Frankie couldn’t harm me in my own building in broad daylight, I thought. Still, I went upstairs and got my .38 Special from the locked box where I kept it. I loaded it and put it in an inner compartment of my bag, where it was easy to reach. Then I sat down and called my friend Bob at the San Francisco bureau of the Wall Street Journal.
Bob sounded stuffy and proper when he came on the line, befitting a writer for that stately publication, but when I identified myself he dropped the pretense. Unknown to the Journal, Bob wrote lurid true-crime stories on the side, and I’d met him a few years before while he was researching one, a case I’d been peripherally involved in.
“What can you tell me about a Mrs. Cara Ingalls, real-estate person?” I asked him.

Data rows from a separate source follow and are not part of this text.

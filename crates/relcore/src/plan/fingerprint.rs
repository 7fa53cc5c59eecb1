//! PlanFingerprint: a deterministic hash of a prepared logical plan,
//! used both by the result cache and by `prepare()`'s idempotency guard
//! and EXPLAIN diagnostics.

use sha2::{Digest, Sha256};

/// A deterministic, content-addressed identity for a prepared plan.
/// Computed with `Sha256` rather than `std::hash::DefaultHasher` (whose
/// algorithm is explicitly unspecified across compiler versions), so
/// fingerprints are reproducible across runs and toolchains. The digest
/// is folded into a `u64` since that's all callers (the result cache,
/// `prepare()`'s idempotency check) need as a cache/dedup key.
#[derive(Clone, Copy, Debug, Eq, PartialEq, Hash, PartialOrd, Ord)]
pub struct PlanFingerprint(pub u64);

impl PlanFingerprint {
    #[must_use]
    pub fn of(signature: &str) -> Self {
        let mut hasher = Sha256::new();
        hasher.update(b"planfp:v1");
        hasher.update(signature.as_bytes());
        let digest = hasher.finalize();
        let mut bytes = [0u8; 8];
        bytes.copy_from_slice(&digest[..8]);
        Self(u64::from_be_bytes(bytes))
    }
}
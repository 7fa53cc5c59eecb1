//! OffsetFetch: resolves OFFSET/FETCH expressions to concrete row
//! counts, including FETCH PERCENT.

use crate::error::{ErrorKind, QueryError, Result};
use crate::external::Expression;
use crate::value::{Row, Value};

///
/// OffsetFetch
///
/// `offset`/`fetch` are unresolved expressions (may be `None`); `resolve`
/// evaluates them against an empty correlation row (OFFSET/FETCH may not
/// reference outer columns) and returns a `ResolvedOffsetFetch`.
///

#[derive(Clone, Copy, Debug, Default, Eq, PartialEq)]
pub struct ResolvedOffsetFetch {
    pub offset: u64,
    /// `None` means no FETCH clause: unbounded.
    pub fetch: Option<u64>,
    pub with_ties: bool,
}

impl ResolvedOffsetFetch {
    #[must_use]
    pub const fn none() -> Self {
        Self {
            offset: 0,
            fetch: None,
            with_ties: false,
        }
    }
}

fn as_i64(value: &Value, what: &'static str) -> Result<i64> {
    match value {
        Value::Int(n) => Ok(*n),
        Value::Null => Err(QueryError::from(ErrorKind::InvalidValue(format!(
            "{what} must not be NULL"
        )))),
        _ => Err(QueryError::from(ErrorKind::InvalidValue(format!(
            "{what} must be an integer"
        )))),
    }
}

/// Resolve `offset`/`fetch` expressions into concrete row counts.
/// `fetch_percent` flags that `fetch` is a percentage in `[0, 100]` to be
/// applied against `total_rows` once the candidate set size is known.
///
/// Negative or NULL offset/fetch values are rejected with an
/// invalid-value error. `0 PERCENT` is special-cased to mean zero rows
/// with the percent flag cleared.
pub fn resolve_offset_fetch(
    offset: Option<&dyn Expression>,
    fetch: Option<&dyn Expression>,
    fetch_percent: bool,
    with_ties: bool,
    total_rows: Option<u64>,
) -> Result<ResolvedOffsetFetch> {
    let empty_row: Row = Vec::new();

    let offset_value = match offset {
        Some(expr) => {
            let n = as_i64(&expr.evaluate(&empty_row)?, "OFFSET")?;
            if n < 0 {
                return Err(QueryError::from(ErrorKind::InvalidValue(
                    "OFFSET must not be negative".into(),
                )));
            }
            n as u64
        }
        None => 0,
    };

    let fetch_value = match fetch {
        Some(expr) => {
            let n = as_i64(&expr.evaluate(&empty_row)?, "FETCH")?;
            if n < 0 {
                return Err(QueryError::from(ErrorKind::InvalidValue(
                    "FETCH must not be negative".into(),
                )));
            }
            if fetch_percent {
                if !(0..=100).contains(&n) {
                    return Err(QueryError::from(ErrorKind::InvalidValue(
                        "FETCH PERCENT must be within 0..=100".into(),
                    )));
                }
                if n == 0 {
                    Some(0)
                } else {
                    let total = total_rows.unwrap_or(0);
                    Some(percent_of(total, n as u64))
                }
            } else {
                Some(n as u64)
            }
        }
        None => None,
    };

    Ok(ResolvedOffsetFetch {
        offset: offset_value,
        fetch: fetch_value,
        with_ties,
    })
}

/// Ceiling-rounded `total * pct / 100`, so e.g. 10% of 3 rows fetches 1
/// row rather than truncating to 0.
const fn percent_of(total: u64, pct: u64) -> u64 {
    (total * pct).div_ceil(100)
}

/// Whether `quickOffset` (pre-skipping rows before materialization) may
/// be used: only when percent is off, and only as a *partial* skip
/// restricted to the ORDER-BY-sorted prefix when the index does not
/// fully satisfy ORDER BY.
#[derive(Clone, Copy, Debug, Eq, PartialEq)]
pub enum QuickOffset {
    /// No ORDER BY, or the index fully satisfies it: offset may be
    /// applied directly against the scan.
    Full,
    /// The index satisfies only a prefix of ORDER BY: offset applies only
    /// within that sorted prefix; rows beyond it still need a sort.
    Partial,
    /// FETCH PERCENT is active, or some other condition defeats
    /// pre-skipping; the whole candidate set must be materialized first.
    Disabled,
}

#[must_use]
pub const fn quick_offset_mode(fetch_percent: bool, fully_sorted: bool, has_order_by: bool) -> QuickOffset {
    if fetch_percent {
        QuickOffset::Disabled
    } else if !has_order_by || fully_sorted {
        QuickOffset::Full
    } else {
        QuickOffset::Partial
    }
}
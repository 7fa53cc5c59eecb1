//! EXPLAIN / diagnostics surface. Purely descriptive: building an
//! `ExplainPlan` never changes query semantics, it only projects the
//! already-chosen plan for inspection.

use crate::exec::ExecutionMode;

///
/// AccessKind
///

#[derive(Clone, Debug, Eq, PartialEq)]
pub enum AccessKind {
    FullScan,
    RowId,
    Index { name: String, reverse: bool },
}

///
/// ExplainFilter
///

#[derive(Clone, Debug, Eq, PartialEq)]
pub struct ExplainFilter {
    pub alias: String,
    pub access: AccessKind,
}

///
/// ExplainPlan
///
/// A serializable snapshot of: chosen access path per filter (in join
/// order), whether an in-memory sort was eliminated, the resolved
/// `ExecutionMode`, and whether DISTINCT was rewritten to
/// distinct-via-index.
///

#[derive(Clone, Debug, Eq, PartialEq)]
pub struct ExplainPlan {
    pub filters: Vec<ExplainFilter>,
    pub order_eliminated: bool,
    pub execution_mode: ExecutionMode,
    pub distinct_via_index: bool,
}

impl ExplainPlan {
    #[must_use]
    pub const fn new(
        filters: Vec<ExplainFilter>,
        order_eliminated: bool,
        execution_mode: ExecutionMode,
        distinct_via_index: bool,
    ) -> Self {
        Self {
            filters,
            order_eliminated,
            execution_mode,
            distinct_via_index,
        }
    }
}

/// Generic visitor for walking the access-plan/index-sort shape that
/// produces an `ExplainPlan`'s filter list. Kept separate from
/// `ExplainPlan` construction so other diagnostic projections (e.g. a
/// future cost breakdown) can reuse the same walk.
pub trait AccessPlanProjection {
    type Output;
    fn project_filter(&mut self, alias: &str, access: &AccessKind) -> Self::Output;
}

/// Walk `filters` in join order, applying `projection` to each and
/// collecting the results.
pub fn project_access_plan<P: AccessPlanProjection>(
    filters: &[(String, AccessKind)],
    mut projection: P,
) -> Vec<P::Output> {
    filters
        .iter()
        .map(|(alias, access)| projection.project_filter(alias, access))
        .collect()
}
//! Cost-based Optimizer: decides index + join order per filter. A
//! compliant collaborator may replace the rule-based picker
//! entirely; this module provides the trait seam plus a rule-based
//! `Optimizer` implementation built on `plan::join_order`.

use crate::error::Result;
use crate::plan::join_order::{pick_join_order, JoinCandidate};

///
/// AccessChoice
///
/// Per-filter access path decision: which index (by name, `None` means
/// full scan) and scan direction.
///

#[derive(Clone, Debug, Eq, PartialEq)]
pub struct AccessChoice {
    pub filter_index: usize,
    pub chosen_index: Option<String>,
    pub reverse: bool,
    pub estimated_cost: u64,
}

///
/// OptimizedPlan
///
/// Result of running the optimizer over a FROM clause: a join order (as
/// filter indexes) plus the access choice for each.
///

#[derive(Clone, Debug)]
pub struct OptimizedPlan {
    pub join_order: Vec<usize>,
    pub choices: Vec<AccessChoice>,
    pub total_cost: u64,
}

/// Seam for a cost-based optimizer collaborator: any implementation may
/// replace the rule-based picker below. The core guarantees only that
/// after `preparePlan` returns, exactly one top filter is set — it does
/// not mandate the algorithm.
pub trait Optimizer {
    fn optimize(&self, candidates: &[JoinCandidate], edges: &[(usize, usize)]) -> Result<OptimizedPlan>;
}

/// Default rule-based optimizer: defers join ordering to
/// `join_order::pick_join_order` and leaves every filter on a full scan
/// (no index choice) with a cost equal to its approximate row count. A
/// real deployment is expected to supply a richer `Optimizer` that
/// consults index selectivity; this default exists so the planner is
/// runnable with zero external cost model.
#[derive(Clone, Copy, Debug, Default)]
pub struct RuleBasedOptimizer;

impl Optimizer for RuleBasedOptimizer {
    fn optimize(&self, candidates: &[JoinCandidate], edges: &[(usize, usize)]) -> Result<OptimizedPlan> {
        let join_order = pick_join_order(candidates, edges)?;
        let mut total_cost = 0u64;
        let choices = join_order
            .iter()
            .map(|&filter_index| {
                let cost = candidates[filter_index].approximate_row_count;
                total_cost = total_cost.saturating_add(cost);
                AccessChoice {
                    filter_index,
                    chosen_index: None,
                    reverse: false,
                    estimated_cost: cost,
                }
            })
            .collect();

        Ok(OptimizedPlan {
            join_order,
            choices,
            total_cost,
        })
    }
}

/// Distinct-via-index eligibility: single filter, single
/// visible column, no WHERE, DISTINCT, the column's selectivity below
/// `threshold`, and an index available over that column.
#[must_use]
pub fn distinct_via_index_eligible(
    is_single_filter: bool,
    visible_column_count: usize,
    has_where: bool,
    is_distinct: bool,
    column_selectivity: Option<f64>,
    threshold: f64,
) -> bool {
    is_single_filter
        && visible_column_count == 1
        && !has_where
        && is_distinct
        && column_selectivity.is_some_and(|s| s < threshold)
}
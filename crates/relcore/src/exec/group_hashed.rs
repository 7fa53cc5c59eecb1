//! Group (hashed) executor: gathers all qualifying rows into
//! `SelectGroups` keyed by GROUP BY columns, then materializes one result
//! row per group, applying HAVING then QUALIFY and optional quick-offset
//! skipping during materialization.

use crate::error::{ErrorKind, QueryError, Result};
use crate::external::{Expression, SelectGroups};
use crate::value::{Row, Value};

/// Apply `groupByCopies`: positions marked as a copy of an earlier
/// GROUP BY term reuse that term's already-computed value rather
/// than re-evaluating the expression, so `key[copy_of[i]]` replaces
/// `key[i]` wherever a copy is recorded.
pub fn apply_group_by_copies(mut key: Row, copies: &[Option<usize>]) -> Row {
    for (i, copy_of) in copies.iter().enumerate() {
        if let Some(source) = copy_of {
            if let Some(value) = key.get(*source).cloned() {
                key[i] = value;
            }
        }
    }
    key
}

fn is_accepted(predicate: Option<&dyn Expression>, row: &Row) -> Result<bool> {
    match predicate {
        Some(expr) => Ok(matches!(expr.evaluate(row)?, Value::Bool(true))),
        None => Ok(true),
    }
}

///
/// GroupHashedResult
///

#[derive(Clone, Debug, Default)]
pub struct GroupHashedResult {
    pub rows: Vec<Row>,
    pub quick_skipped: u64,
}

/// Feed every input row's GROUP BY key into `groups`, then drain the
/// completed groups, applying `having` and `qualify` in that order and
/// skipping the first `quick_offset` accepted rows.
pub fn run_group_hashed<G, K>(
    input_rows: impl Iterator<Item = Row>,
    mut group_key_of: K,
    groups: &mut G,
    having: Option<&dyn Expression>,
    qualify: Option<&dyn Expression>,
    quick_offset: u64,
) -> Result<GroupHashedResult>
where
    G: SelectGroups,
    K: FnMut(&Row) -> Row,
{
    groups.reset();
    for row in input_rows {
        let key = group_key_of(&row);
        groups.next_source(key, &row);
    }

    let mut rows = Vec::new();
    let mut quick_skipped = 0u64;

    while !groups.done() {
        let Some(group_row) = groups.next() else {
            break;
        };
        if !is_accepted(having, &group_row)? {
            continue;
        }
        if !is_accepted(qualify, &group_row)? {
            continue;
        }
        if quick_skipped < quick_offset {
            quick_skipped += 1;
            continue;
        }
        rows.push(group_row);
    }

    Ok(GroupHashedResult { rows, quick_skipped })
}

/// Surface an internal-error wrapper for callers that need to assert a
/// `SelectGroups` cursor terminated cleanly (used by tests and by the
/// group+window re-walk in `window.rs`).
pub fn expect_done<G: SelectGroups>(groups: &G) -> Result<()> {
    if groups.done() {
        Ok(())
    } else {
        Err(QueryError::from(ErrorKind::Internal(
            "group cursor did not terminate".into(),
        )))
    }
}

#[cfg(test)]
mod tests {
    use super::*;

    struct FakeGroups {
        materialized: Vec<Row>,
        cursor: usize,
    }

    impl SelectGroups for FakeGroups {
        fn reset(&mut self) {
            self.cursor = 0;
        }
        fn reset_lazy(&mut self) {}
        fn next_source(&mut self, _key: Row, _row: &Row) {}
        fn next(&mut self) -> Option<Row> {
            let row = self.materialized.get(self.cursor).cloned();
            self.cursor += 1;
            row
        }
        fn next_lazy_group(&mut self, _key: &Row) {}
        fn next_lazy_row(&mut self, _row: &Row) {}
        fn done(&self) -> bool {
            self.cursor >= self.materialized.len()
        }
    }

    #[test]
    fn having_drops_rows_that_evaluate_false() {
        struct AlwaysFalse;
        impl Expression for AlwaysFalse {
            fn is_constant(&self) -> bool {
                true
            }
            fn evaluate(&self, _row: &Row) -> Result<Value> {
                Ok(Value::Bool(false))
            }
            fn sql(&self) -> String {
                "false".into()
            }
        }

        let mut groups = FakeGroups {
            materialized: vec![vec![Value::Text("n".into()), Value::Int(40)]],
            cursor: 0,
        };
        let result = run_group_hashed(
            std::iter::empty(),
            |r| r.clone(),
            &mut groups,
            Some(&AlwaysFalse),
            None,
            0,
        )
        .unwrap();
        assert!(result.rows.is_empty());
    }

    #[test]
    fn group_by_copies_reuse_earlier_value() {
        let key = vec![Value::Int(1), Value::Int(0)];
        let copied = apply_group_by_copies(key, &[None, Some(0)]);
        assert_eq!(copied, vec![Value::Int(1), Value::Int(1)]);
    }
}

“She makes a lot of money and is crazy about weird hats,” he said. “Seriously, do you want me to look up her biography?”
“If you don’t mind.”
Bob returned to the phone a few minutes later. “This is pretty sketchy, and I don’t know the lady myself, but it’s all we have: born, San Jose. Thirty-six years old. Three years San Jose State, majoring in architecture. Put herself through school selling houses—that was in the days of the big boom down there—but quit to join her firm’s commercial division in San Francisco before she got her degree. List of various honors received and memberships—I won’t go into that. Formed her own firm, Ingalls and Associates, three years ago. They hold many of the options on the land in Yerba Buena. Offhand, I’d say she invested her commissions well.”
“Is that it?”
“Just about. There’s not much on her personal life, which is what I assumed you’re after. One marriage to Douglas Ingalls, local socialite. No children. Divorced Ingalls four years ago. From what I know of Ingalls, that was a good move. All he does is drink and sail his boat on the Bay. Anyway, Mrs. Ingalls lives in a condominium on Nob Hill, has a summer home at Tahoe, and is a generous supporter of the arts. That’s all we have.”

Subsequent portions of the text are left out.